Eskorbuto, Charles Bukowski y Bertolt Brecht

Yo

como se titula el segundo disco

de los Eskorbuto

y la quinta canción del mismo

y yo

como se califica

a sí mismo

Henry Chinaski,

que es como el Charles Bukowski,

pero en personaje literario,

en su libro “Mujeres”

también soy un Anti Todo.

Es decir,

desde Anti el Rey

a Anti el Papa

a Anti la Patria

a Anti el Estado

a Anti el Patrón

a Anti el Imperialismo

a Anti el Capitalismo

y Anti Todo lo que se te puede pasar por la cabeza.

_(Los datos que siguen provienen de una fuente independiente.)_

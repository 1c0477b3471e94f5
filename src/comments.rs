//! Comment thread of a single video, opened from the feed.

use std::sync::{Mutex, MutexGuard, PoisonError};

use tracing::{debug, info};

use crate::error::{ClientError, Result};
use crate::feed::{FeedApi, FeedController};
use crate::models::{Comment, VideoId};

pub struct CommentThread<'a, A> {
    feed: &'a FeedController<A>,
    video: VideoId,
    comments: Mutex<Vec<Comment>>,
}

impl<'a, A: FeedApi> CommentThread<'a, A> {
    pub(crate) fn new(feed: &'a FeedController<A>, video: VideoId) -> Self {
        Self {
            feed,
            video,
            comments: Mutex::new(Vec::new()),
        }
    }

    pub fn video(&self) -> VideoId {
        self.video
    }

    fn lock(&self) -> MutexGuard<'_, Vec<Comment>> {
        self.comments.lock().unwrap_or_else(PoisonError::into_inner)
    }

    /// Comments loaded so far, oldest first as the server returned them.
    pub fn comments(&self) -> Vec<Comment> {
        self.lock().clone()
    }

    /// Replace the thread with the server's current list.
    pub async fn load(&self) -> Result<Vec<Comment>> {
        let list = self.feed.api().comments(self.video).await?;
        debug!(video = self.video, count = list.comments.len(), "comments loaded");
        *self.lock() = list.comments.clone();
        Ok(list.comments)
    }

    /// Post a comment. The thread shows the server's echo when there is one,
    /// otherwise it is reloaded; the video's comment count goes up by one.
    pub async fn add(&self, text: &str) -> Result<Vec<Comment>> {
        self.feed.session().require("comment")?;
        let text = text.trim();
        if text.is_empty() {
            return Err(ClientError::Validation("comment text is required".into()));
        }

        let resp = self.feed.api().add_comment(self.video, text).await?;
        info!(video = self.video, comment_id = ?resp.comment_id, "comment added");
        self.feed.record_comment_added(self.video);

        match resp.comment {
            Some(comment) => {
                let mut comments = self.lock();
                comments.push(comment);
                Ok(comments.clone())
            }
            None => self.load().await,
        }
    }
}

Y el Anti Todo lo explicaba así

un miembro de los Eskorbuto

que hablaba en nombre de la banda musical:

“En Anti Todo demostramos

que no tenemos ningún bando,

sólo el nuestro.

Creemos que las ideas están caducas

y no sirven para nada. (…)

En Anti Todo nos hemos alejado

de la política”.

¡Y estoy de acuerdo con que las ideas están caducas,

pero no con que no sirven para nada

y es que a los tiempos de las ideas

como a las palabras

no se los ha llevado el viento

y los nuevos aires

traen aires de acción revolucionaria!

¡Y la clave

consiste en analizar bien la realidad

y dar con las ideas y teorías

que expliquen la realidad actual

como la realidad soñada

y pasar después

de las ideas

a la acción

y de las teorías

a la práctica!

¡A la acción

y a la práctica

revolucionarias!

¡Pero lo que me parece un error

es ese alejarse de la política!

En tanto que bien claro

lo dejó el poeta Bertolt Brech

en su escrito titulado “El que se hace llamar apolítico”

que dice así:

“El peor analfabeto

es el analfabeto político.

No oye,

no habla,

no participa de los acontecimientos políticos.

No sabe que el costo de la vida,

del pan,

de la harina,

del vestido,

del zapato

y de los remedios,

dependen de decisiones políticas.

El analfabeto político

es tan torpe

que se enorgullece

y ensancha el pecho

diciendo que odia la política.

No sabe que de su ignorancia política

nace la prostituta,

el menor abandonado

y el peor de todos los bandidos

que es el político corrupto,

mequetrefe

y lacayo

de las empresas privadas nacionales

y multinacionales”.

¡Por mi parte no hay nada que añadir!

¡Y por la vuestra?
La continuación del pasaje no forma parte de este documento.